March 21st is the day ( and night also ) when the enlightenment happened to Osho in the year 1953. This is the day every year when there’s a perfect existential harmony: it’s called the equinox, which is Latin for the equal night, meaning that day and night are (roughly) equal at this time.

Bart Everson, Xavier University of Louisiana, wrote on the Quora social network, wrote: There are two equinoxes, one in the fall and one in the spring. As we know that in winter, days are short and nights are long. In summer, the reverse is true. We can put it this way that the year as divided into a dark half–more hours of darkness–and a light half–more hours of light. The equinoxes mark the transition point between these dark and light halves of the year. The Earth is tilted on its axis with regard to the sun. When our hemisphere is tilted toward the sun, we get more hours of light. When we are tilted away, we get fewer hours of light. The equinox occurs at the precise moment in Earth’s journey when the planet’s axis is neither tilted away from nor toward the sun. Around this time, day and night are equal everywhere, from the poles to the equator. It’s a truly global event that really ought to be recognized and celebrated by all humanity.

To me, Osho’s message of transcending duality between the polarities of light and darkness, good and bad, happiness and suffering becomes very significant in this context. Our mind keeps on moving between these two polarities. Duality is an essential feature of our mind– happiness and sadness, success and failure, male-female,  positive-negative and on and on, the list is endless. The Chinese enlightened mystic Lao Tzu articulated originally and said that we experience beauty because of ugliness. We experience good as good only because there is evil.  Similarly, existence and non-existence give rise to one another. Difficult and easy, long and short, high and low, before and after, the music and the silence; all cannot exist without the other. But it is our mind that finds it hard to accept and we cannot relax. The relaxation cannot happen without the realization of inherent non-duality and oneness.

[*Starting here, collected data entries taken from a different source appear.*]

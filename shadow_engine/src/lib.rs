// Lets `#[derive(ParamSchema)]` expand to `::shadow_engine::..` paths inside this crate.
extern crate self as shadow_engine;

mod color;
mod engine;
mod geometry;
mod paint;
mod params;
mod registry;
mod shadow;

pub mod error;
pub mod history;
pub mod traits;

pub use color::*;
pub use engine::*;
pub use geometry::*;
pub use paint::*;
pub use params::*;
pub use registry::*;
pub use shadow::*;

pub use param_schema_derive::ParamSchema;
pub use traits::Schema;
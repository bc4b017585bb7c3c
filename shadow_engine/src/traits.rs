use crate::registry::SlotDef;

/// A struct of slider-bound `f32` parameters.
///
/// You probably won't have to implement this by hand. Instead use
/// `#[derive(ParamSchema)]`, which also derives a `Default` built from
/// each field's metadata default.
pub trait Schema: Default {
    /// Slot definitions in field order.
    fn fields() -> Vec<SlotDef>;

    fn get(&self, index: usize) -> Option<f32>;

    fn get_mut(&mut self, index: usize) -> Option<&mut f32>;

    fn field_count() -> usize {
        Self::fields().len()
    }

    /// Every field value in slot order.
    fn values(&self) -> Vec<f32> {
        (0..Self::field_count()).filter_map(|i| self.get(i)).collect()
    }
}
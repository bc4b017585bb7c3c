use egui::{Sense, Stroke, Ui, vec2};
use shadow_engine::{Engine, Section};

use super::canvas::to_color32;
use super::engine_ext::EngineExt;
use crate::consts::{colors, layout};

/// Round swatch of the current shadow color followed by hue, saturation,
/// value and alpha sliders. The picked color is [`Engine::shadow_color`].
pub fn color_picker(ui: &mut Ui, engine: &mut Engine) {
    let swatch = vec2(layout::SWATCH_SIZE, layout::SWATCH_SIZE);
    let (rect, _) = ui.allocate_exact_size(swatch, Sense::hover());
    let radius = layout::SWATCH_SIZE / 2.0;
    ui.painter()
        .circle_filled(rect.center(), radius, to_color32(engine.shadow_color()));
    ui.painter().circle_stroke(
        rect.center(),
        radius,
        Stroke::new(1.0, colors::SWATCH_STROKE),
    );

    engine.show_sliders(ui, Section::ShadowColor);
}
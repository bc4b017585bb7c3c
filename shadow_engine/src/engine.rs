use crate::color::Rgba;
use crate::error::Result;
use crate::history::{Event, History, Message, Mutation, Snapshot};
use crate::params::{ColorParams, GeometryParams, ParamSet, Params, Section, ShadowParams};
use crate::registry::SlotDef;
use crate::shadow::ShadowStyle;

pub type MessageCallback = Box<dyn FnMut(Message)>;

#[derive(Default)]
pub struct EngineDescriptor {
    /// Called for every mutation and event, in order.
    pub on_message: Option<MessageCallback>,
}

/// Owns every slider-bound value on screen plus the undo history.
pub struct Engine {
    geometry: ParamSet<GeometryParams>,
    shadow: ParamSet<ShadowParams>,
    color: ParamSet<ColorParams>,
    history: History,
    on_message: Option<MessageCallback>,
}

impl Engine {
    pub fn init(desc: EngineDescriptor) -> Self {
        log::info!("initializing shadow engine with default parameters");
        Self {
            geometry: ParamSet::new(Section::Geometry),
            shadow: ParamSet::new(Section::Shadow),
            color: ParamSet::new(Section::ShadowColor),
            history: History::default(),
            on_message: desc.on_message,
        }
    }

    pub fn geometry(&self) -> &GeometryParams {
        self.geometry.values_ref()
    }

    pub fn shadow(&self) -> &ShadowParams {
        self.shadow.values_ref()
    }

    pub fn color(&self) -> &ColorParams {
        self.color.values_ref()
    }

    /// The color picker's current output.
    pub fn shadow_color(&self) -> Rgba {
        self.color().hsva().to_rgba()
    }

    pub fn shadow_style(&self) -> ShadowStyle {
        let shadow = self.shadow();
        ShadowStyle {
            color: self.shadow_color(),
            border_radius: shadow.radius,
            blur_radius: shadow.blur_radius,
            offset_x: shadow.offset_x,
            offset_y: shadow.offset_y,
            spread: shadow.spread,
        }
    }

    pub fn snapshot(&self) -> Snapshot {
        Snapshot {
            geometry: *self.geometry(),
            shadow: *self.shadow(),
            color: *self.color(),
        }
    }

    fn params(&self, section: Section) -> &dyn Params {
        match section {
            Section::Geometry => &self.geometry,
            Section::Shadow => &self.shadow,
            Section::ShadowColor => &self.color,
        }
    }

    fn params_mut(&mut self, section: Section) -> &mut dyn Params {
        match section {
            Section::Geometry => &mut self.geometry,
            Section::Shadow => &mut self.shadow,
            Section::ShadowColor => &mut self.color,
        }
    }

    pub fn slots(&self, section: Section) -> &[SlotDef] {
        self.params(section).slots()
    }

    pub fn value(&self, section: Section, index: usize) -> Option<f32> {
        self.params(section).get(index)
    }

    /// Set one slider value, clamped to its declared range.
    pub fn set_param(&mut self, section: Section, index: usize, value: f32) -> Result<()> {
        let Some(old_value) = self.params_mut(section).set(index, value)? else {
            return Ok(());
        };

        let new_value = self.value(section, index).unwrap_or(old_value);
        self.record(Mutation::SetParam {
            section,
            slot: index,
            old_value,
            new_value,
        });
        self.emit(Event::ShadowChanged);
        Ok(())
    }

    /// Hand every slot of `section` to `f` for in-place editing, the way an
    /// immediate mode UI binds sliders. Effective changes are recorded.
    pub fn edit_section<F>(&mut self, section: Section, mut f: F)
    where
        F: FnMut(&SlotDef, &mut f32),
    {
        let changes = self.params_mut(section).edit_all(&mut f);
        if changes.is_empty() {
            return;
        }

        for change in changes {
            self.record(Mutation::SetParam {
                section,
                slot: change.slot,
                old_value: change.old_value,
                new_value: change.new_value,
            });
        }
        self.emit(Event::ShadowChanged);
    }

    /// Restore every value to its default as one undoable step.
    pub fn reset(&mut self) {
        let old = self.snapshot();
        self.restore(&Snapshot {
            geometry: GeometryParams::default(),
            shadow: ShadowParams::default(),
            color: ColorParams::default(),
        });
        let new = self.snapshot();

        let mutation = Mutation::Reset { old, new };
        if mutation.is_noop() {
            log::debug!("reset skipped, already at defaults");
            return;
        }

        log::info!("parameters reset to defaults");
        self.record(mutation);
        self.emit(Event::ResetToDefaults);
        self.emit(Event::ShadowChanged);
    }

    pub fn undo(&mut self) -> bool {
        let Some(mutation) = self.history.undo() else {
            return false;
        };
        self.apply(&mutation);
        self.emit(mutation);
        self.emit(Event::Undone);
        self.emit(Event::ShadowChanged);
        true
    }

    pub fn redo(&mut self) -> bool {
        let Some(mutation) = self.history.redo() else {
            return false;
        };
        self.apply(&mutation);
        self.emit(mutation);
        self.emit(Event::Redone);
        self.emit(Event::ShadowChanged);
        true
    }

    pub fn can_undo(&self) -> bool {
        self.history.can_undo()
    }

    pub fn can_redo(&self) -> bool {
        self.history.can_redo()
    }

    /// Marks the end of a continuous edit such as a slider drag.
    pub fn seal_history(&mut self) {
        self.history.seal();
    }

    fn restore(&mut self, snapshot: &Snapshot) {
        self.geometry.replace(snapshot.geometry);
        self.shadow.replace(snapshot.shadow);
        self.color.replace(snapshot.color);
    }

    fn apply(&mut self, mutation: &Mutation) {
        match mutation {
            Mutation::SetParam {
                section,
                slot,
                new_value,
                ..
            } => {
                if let Err(e) = self.params_mut(*section).set(*slot, *new_value) {
                    log::warn!("failed to apply history entry: {e}");
                }
            }
            Mutation::Reset { new, .. } => self.restore(new),
        }
    }

    fn record(&mut self, mutation: Mutation) {
        if let Mutation::SetParam {
            section,
            slot,
            old_value,
            new_value,
        } = &mutation
        {
            let name = self
                .slots(*section)
                .get(*slot)
                .map(SlotDef::name)
                .unwrap_or("?");
            log::debug!("{section}/{name}: {old_value} -> {new_value}");
        }

        self.history.push(mutation.clone());
        self.emit(mutation);
    }

    fn emit(&mut self, msg: impl Into<Message>) {
        if let Some(on_message) = self.on_message.as_mut() {
            on_message(msg.into());
        }
    }
}

impl std::fmt::Debug for Engine {
    fn fmt(&self, f: &mut std::fmt::Formatter<'_>) -> std::fmt::Result {
        f.debug_struct("Engine")
            .field("geometry", self.geometry())
            .field("shadow", self.shadow())
            .field("color", self.color())
            .field("history", &self.history)
            .finish_non_exhaustive()
    }
}
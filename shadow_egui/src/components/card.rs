use egui::{Frame, Margin, Response, Sense, Ui, vec2};
use shadow_engine::{GeometryParams, ShadowStyle, Size};

use super::canvas::{ShapeCanvas, corner_radius};
use crate::consts::{colors, layout};

/// The preview card: a full-width rounded white box with the shadow painted
/// underneath it.
pub fn shadow_card(ui: &mut Ui, geometry: &GeometryParams, style: &ShadowStyle) -> Response {
    Frame::new()
        .inner_margin(Margin::same(layout::CARD_PADDING))
        .show(ui, |ui| {
            let (rect, response) =
                ui.allocate_exact_size(vec2(ui.available_width(), geometry.height), Sense::hover());

            // Shadow first so the card background lands on top of it
            let mut canvas = ShapeCanvas::new(rect.min);
            style.draw(&mut canvas, Size::new(rect.width(), rect.height()));

            let painter = ui.painter();
            painter.extend(canvas.into_shapes());
            painter.rect_filled(rect, corner_radius(geometry.radius), colors::CARD);

            response
        })
        .inner
}
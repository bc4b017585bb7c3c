use crate::color::Rgba;
use crate::geometry::{Rect, Size, rect_from_edges};
use crate::paint::{BlurMaskFilter, BlurStyle, Canvas, Paint};

/// A blurred rounded rectangle painted behind a view.
#[derive(Debug, Clone, Copy, PartialEq)]
pub struct ShadowStyle {
    pub color: Rgba,
    pub border_radius: f32,
    pub blur_radius: f32,
    pub offset_x: f32,
    pub offset_y: f32,
    pub spread: f32,
}

impl Default for ShadowStyle {
    fn default() -> Self {
        Self {
            color: Rgba::BLACK,
            border_radius: 0.0,
            blur_radius: 0.0,
            offset_x: 0.0,
            offset_y: 0.0,
            spread: 0.0,
        }
    }
}

impl ShadowStyle {
    /// Shadow bounds for a view of `size`.
    ///
    /// The offset only moves the near edges; the far edges sit at the view's
    /// size plus spread.
    pub fn rect(&self, size: Size) -> Rect {
        rect_from_edges(
            self.offset_x - self.spread,
            self.offset_y - self.spread,
            size.width + self.spread,
            size.height + self.spread,
        )
    }

    pub fn paint(&self) -> Paint {
        let paint = Paint::new(self.color);
        if self.blur_radius != 0.0 {
            paint.with_mask_filter(BlurMaskFilter::new(self.blur_radius, BlurStyle::Normal))
        } else {
            paint
        }
    }

    /// Paint the shadow for a view of `size`. Call before drawing the view's
    /// own background so it lands underneath.
    pub fn draw(&self, mut canvas: impl Canvas, size: Size) {
        let rect = self.rect(size);
        log::trace!("shadow rect {rect:?} blur {}", self.blur_radius);
        canvas.draw_round_rect(rect, self.border_radius, self.border_radius, &self.paint());
    }
}
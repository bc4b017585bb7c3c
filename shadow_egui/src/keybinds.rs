use egui::{Key, KeyboardShortcut, Modifiers};

use crate::app::ShadowApp;

const UNDO: KeyboardShortcut = KeyboardShortcut::new(Modifiers::COMMAND, Key::Z);
const REDO: KeyboardShortcut = KeyboardShortcut::new(Modifiers::COMMAND.plus(Modifiers::SHIFT), Key::Z);
const REDO_ALT: KeyboardShortcut = KeyboardShortcut::new(Modifiers::COMMAND, Key::Y);
const RESET: KeyboardShortcut = KeyboardShortcut::new(Modifiers::COMMAND, Key::R);

impl ShadowApp {
    pub fn handle_keypress(&mut self, ctx: &egui::Context) {
        // Redo before undo: the undo shortcut also matches with shift held
        let (redo, undo, reset, debug) = ctx.input_mut(|i| {
            let redo = i.consume_shortcut(&REDO) || i.consume_shortcut(&REDO_ALT);
            let undo = i.consume_shortcut(&UNDO);
            let reset = i.consume_shortcut(&RESET);
            (redo, undo, reset, i.key_pressed(Key::F12))
        });

        if redo {
            self.redo();
        }
        if undo {
            self.undo();
        }
        if reset {
            self.engine.reset();
        }
        if debug {
            self.view_state.show_debug = !self.view_state.show_debug;
        }
    }
}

Under heaven all can see beauty as beauty,
only because there is ugliness.
All can know good as good only because there is evil.
Being and nonbeing produce each other.
The difficult is born in the easy.
Long is defined by short, the high by the low.
Before and after go along with each other.
So the sage lives openly with apparent duality and paradoxical unity.
The sage can act without effort and teach without words.
Nurturing things without possessing them, he works, but not for rewards;
he competes, but not for results.
When the work is done, it is forgotten.
That is why it lasts forever.

(Lao Tzu, The Tao Te Ching-2nd verse)

Osho’s vision and insights are so much in tune with the Eternal Tao of Lao Tzu. In Pune and in Rajneeshpuram, Osho gave the name to his house–Lao Tzu House. He talks about it in The Glimpses of Golden Childhood: ….I have never had a house. Even this house, I cannot call mine. From the first one to the last, perhaps this is not the last, but whichever is the last, I cannot call it my house. Just to hide the fact, I call it Lao Tzu House. Lao Tzu has nothing to do with it. I know the man. I know that if he meets me – and someday a meeting is bound to happen – the first thing he will ask will be, “Why did you name your house Lao Tzu House?” Naturally, the curiosity of a child – and nobody could be more childlike than Lao Tzu, neither Buddha nor Jesus nor Mohammed, and certainly not Moses.

Osho is a Tao sage. And nothing belongs to him, even though he had 93 Rolce Royce cars. When you do not possess anything in this world, everything becomes a divine gift. He says: All is a gift from God. Feel grateful to God that he has given you such a beautiful darkness of your own – so virgin, so pure, uncontaminated. Relax into it, and as you relax, it disappears. When you have relaxed totally, it is no more found. Then you have arrived at the very source of all darkness and all light, but that source has a totally different quality of light. It is not this light – it has something of it. It is not this darkness – it has something of it, but it is immensely vast. That’s why the mystics have always felt it difficult to say what it is.

Osho adds: This is the way to look at life, and then thorns are no more thorns; they also have a beauty of their own. Then the cactus is as beautiful as any rose. And your heart expands when you can see the beauty of a thorn. To see the beauty of a rose is not much – anybody can see it; nothing is required of you. The rose is so obviously there – even a stupid person can see the beauty of it. But to see the beauty of the thorn great intelligence is needed, much is required of you; it is a challenge. Unless you have found beauty everywhere, you will not find God. Unless you are at home everywhere, you will never be at home.